We expect wired and wireless networks as the backbone of the systems and web services to be a key element of delivering a smarter City. HVAC, electrical, security, video, traffic monitoring and emergency management systems will be components on a smarter city network infrastructure.
Funding for these projects will come from a variety of savings and cost avoidance from maintenance, energy, asset management and risk avoidance.
Often lighting control systems are looked at as a major capital expense. How can customers more effectively realize operational savings?
Some form of lighting control has always been provided in commercial spaces. In the past it may have just been a wall switch, timer, or photocell to provide the sequence of operation that an owner required. Automatic lighting control systems have moved from a discretionary expense to a requirement of the energy code for most commercial facilities.

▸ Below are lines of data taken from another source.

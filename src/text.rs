//! Free-text measurements for comments and descriptions.

use regex::Regex;
use std::sync::OnceLock;
use unicode_segmentation::UnicodeSegmentation;

/// Descriptions are cut to this many characters in summaries.
pub const DESCRIPTION_MAX_CHARS: usize = 240;

fn separator_re() -> &'static Regex {
    static RE: OnceLock<Regex> = OnceLock::new();
    RE.get_or_init(|| Regex::new(r"[/_-]+").expect("separator pattern is valid"))
}

fn html_comment_re() -> &'static Regex {
    static RE: OnceLock<Regex> = OnceLock::new();
    RE.get_or_init(|| Regex::new(r"(?s)<!--.*?-->").expect("comment pattern is valid"))
}

/// Counts words whose first code point is a letter, after collapsing runs of
/// `/`, `-` and `_` into a single space.
pub fn word_count(text: &str) -> usize {
    let text = separator_re().replace_all(text, " ");
    text.split_word_bounds()
        .filter(|segment| segment.chars().next().map_or(false, char::is_alphabetic))
        .count()
}

/// Drops HTML comments (PR templates) and truncates on a char boundary.
pub fn clean_description(body: &str) -> String {
    let body = html_comment_re().replace_all(body, "");
    let body = body.trim();
    match body.char_indices().nth(DESCRIPTION_MAX_CHARS) {
        Some((cut, _)) => format!("{}...", &body[..cut]),
        None => body.to_string(),
    }
}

When costs are evaluated, the entire expense may be seen as a major capital expense, but the reality is that the incremental costs of moving from manual controls to automatic controls is lower than what it first appears. National energy codes such as the IECC and ASHRAE 90.1 provide the minimum requirements for a reasonable payback for most commercial facilities. Going beyond these minimum requirements can reduce expenses in other areas including maintenance and liability.
What is the company doing to address the evolving marketplace and increasing competition?
WattStopper is focused on delivering products, services and software that simplify energy code required lighting and plug load controls, and leading the marketplace in performance based electrical control solutions. We have a product roadmap and technology road map where we are committed to delivering wired and wireless control systems for new and renovation projects. We will continue to develop programs for stock and flow business, while leading in open systems with industry partners that bring value to our customers through our pre-bid and post bid services team.
Where do you see WattStopper in the next few years?
We expect many changes in our products, technologies, services offered and our partners over the next five years. But we do not expect a change in our core values of being easy to work with, simplifying the energy code requirements, and delivering performance solutions to our clients.